Who advises the advisers?

September 7, 2021

Office life in city centres will have resumed this week for many workers, even if they don’t plan to be in every day. While many businesses are leaving town, surprised by how easy it’s been to operate remotely, those based on daily relationships and meetings with clients are staying put, even if they’re downsizing.

Of course, we’re talking about the Professional Services sector. To most people, that means firms of formally qualified advisers in areas that have been clearly defined over generations: accountants, solicitors, surveyors, architects, engineers. However, the changing needs of businesses and individuals in the 21st century has widened this sector considerably to include all manner of people-based businesses, with revenue models based largely on consulting fee income or commissions.

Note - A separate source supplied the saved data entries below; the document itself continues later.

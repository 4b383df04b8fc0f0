//! Scripted [`CommandRunner`] for tests
//!
//! Responses are registered against a command-line prefix such as
//! `"az account show"`. The first matching rule answers; a rule holding
//! several canned outputs hands them out in order and then keeps repeating
//! the last one. Commands with no matching rule fail to spawn, which is how a
//! missing program looks to callers.

use crate::process::{CommandOutput, CommandRunner};
use async_trait::async_trait;
use std::collections::VecDeque;
use std::sync::Mutex;

type Handler = Box<dyn Fn(&[&str]) -> CommandOutput + Send + Sync>;

enum Response {
    Canned(VecDeque<CommandOutput>),
    Handler(Handler),
}

struct Rule {
    prefix: String,
    response: Response,
}

#[derive(Default)]
pub struct ScriptedRunner {
    rules: Mutex<Vec<Rule>>,
    calls: Mutex<Vec<String>>,
}

impl ScriptedRunner {
    pub fn new() -> Self {
        Self::default()
    }

    /// Answer commands starting with `prefix` with `output`
    ///
    /// Calling this again with the same prefix queues another output.
    pub fn on(self, prefix: &str, output: CommandOutput) -> Self {
        {
            let mut rules = self.rules.lock().unwrap();
            let existing = rules.iter_mut().find(|rule| rule.prefix == prefix);
            match existing {
                Some(Rule {
                    response: Response::Canned(queue),
                    ..
                }) => queue.push_back(output),
                _ => rules.push(Rule {
                    prefix: prefix.to_string(),
                    response: Response::Canned(VecDeque::from([output])),
                }),
            }
        }
        self
    }

    /// Answer commands starting with `prefix` by calling `handler` with the
    /// arguments, without the program name
    pub fn on_call<F>(self, prefix: &str, handler: F) -> Self
    where
        F: Fn(&[&str]) -> CommandOutput + Send + Sync + 'static,
    {
        self.rules.lock().unwrap().push(Rule {
            prefix: prefix.to_string(),
            response: Response::Handler(Box::new(handler)),
        });
        self
    }

    /// Every command line run so far, in order
    pub fn calls(&self) -> Vec<String> {
        self.calls.lock().unwrap().clone()
    }

    /// Whether any command line run so far starts with `prefix`
    pub fn was_called(&self, prefix: &str) -> bool {
        self.calls().iter().any(|call| call.starts_with(prefix))
    }
}

#[async_trait]
impl CommandRunner for ScriptedRunner {
    async fn run(&self, program: &str, args: &[&str]) -> std::io::Result<CommandOutput> {
        let line = std::iter::once(program)
            .chain(args.iter().copied())
            .collect::<Vec<_>>()
            .join(" ");
        self.calls.lock().unwrap().push(line.clone());

        let mut rules = self.rules.lock().unwrap();
        let Some(rule) = rules.iter_mut().find(|rule| line.starts_with(&rule.prefix)) else {
            return Err(std::io::Error::new(
                std::io::ErrorKind::NotFound,
                format!("no scripted response for `{}`", line),
            ));
        };

        match &mut rule.response {
            Response::Canned(queue) => {
                let output = if queue.len() > 1 {
                    queue.pop_front().unwrap_or_default()
                } else {
                    queue.front().cloned().unwrap_or_default()
                };
                Ok(output)
            }
            Response::Handler(handler) => Ok(handler(args)),
        }
    }
}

‘Modern’ Professional Services firms now include marketing, public relations, recruitment, design and several disciplines that did not exist when the Magic Circle law firms or Big Four accountants began life as Victorian partnerships. The consulting arms of major accounting businesses have even begun to acquire advisory companies in these fields, advertising being a notable example, as they increasingly form part of the strategic advice offered to large clients.

The people-based, consulting revenue model brings with it financial features and associated challenges that are unusual in many other sectors: relatively low levels of borrowing; disproportionately high staff and office costs; a highly competitive market for income-generating senior practitioners; and client relationships that are often too closely linked to individuals, rather than to the firm itself.

In ‘new’ professional services, in particular, barriers to entry for operators may be low, partly a result of fewer formal qualifications, lack of official regulation and debatable ‘professionalism’. Nonetheless, these and more established services share challenges of differentiation from their competitors and a need for regular reinvention to remain relevant to clients.

The last 18 months and its restrictions have not necessarily been kinder to advisory businesses than other more obvious casualties such as hospitality and leisure, or real estate.  Consultancies will now, understandably, be focused on developing billable work, keeping clients happy and running teams of staff. They might also, however, give some thought to getting expert help in futureproofing their businesses and keeping them on a safe footing.

Areas to consider might range from important everyday issues, such as cash flow management, remuneration models and regulatory affairs, to taking bigger strategic steps on due diligence for acquisitions, merger integration, operational assessments or even dissolving partnerships.

It’s inevitable that sometimes busy practitioners are less than speedy in keeping their own houses in order. They are probably a stone’s throw from other, very relevant advisers who are well placed to understand the challenges, opportunities and complexities of owning, working within and managing a successful professional services business. Independence allows them to offer commercial insight and business sense that is sometimes a difficult area on which to focus. Even consultants need consultancy services.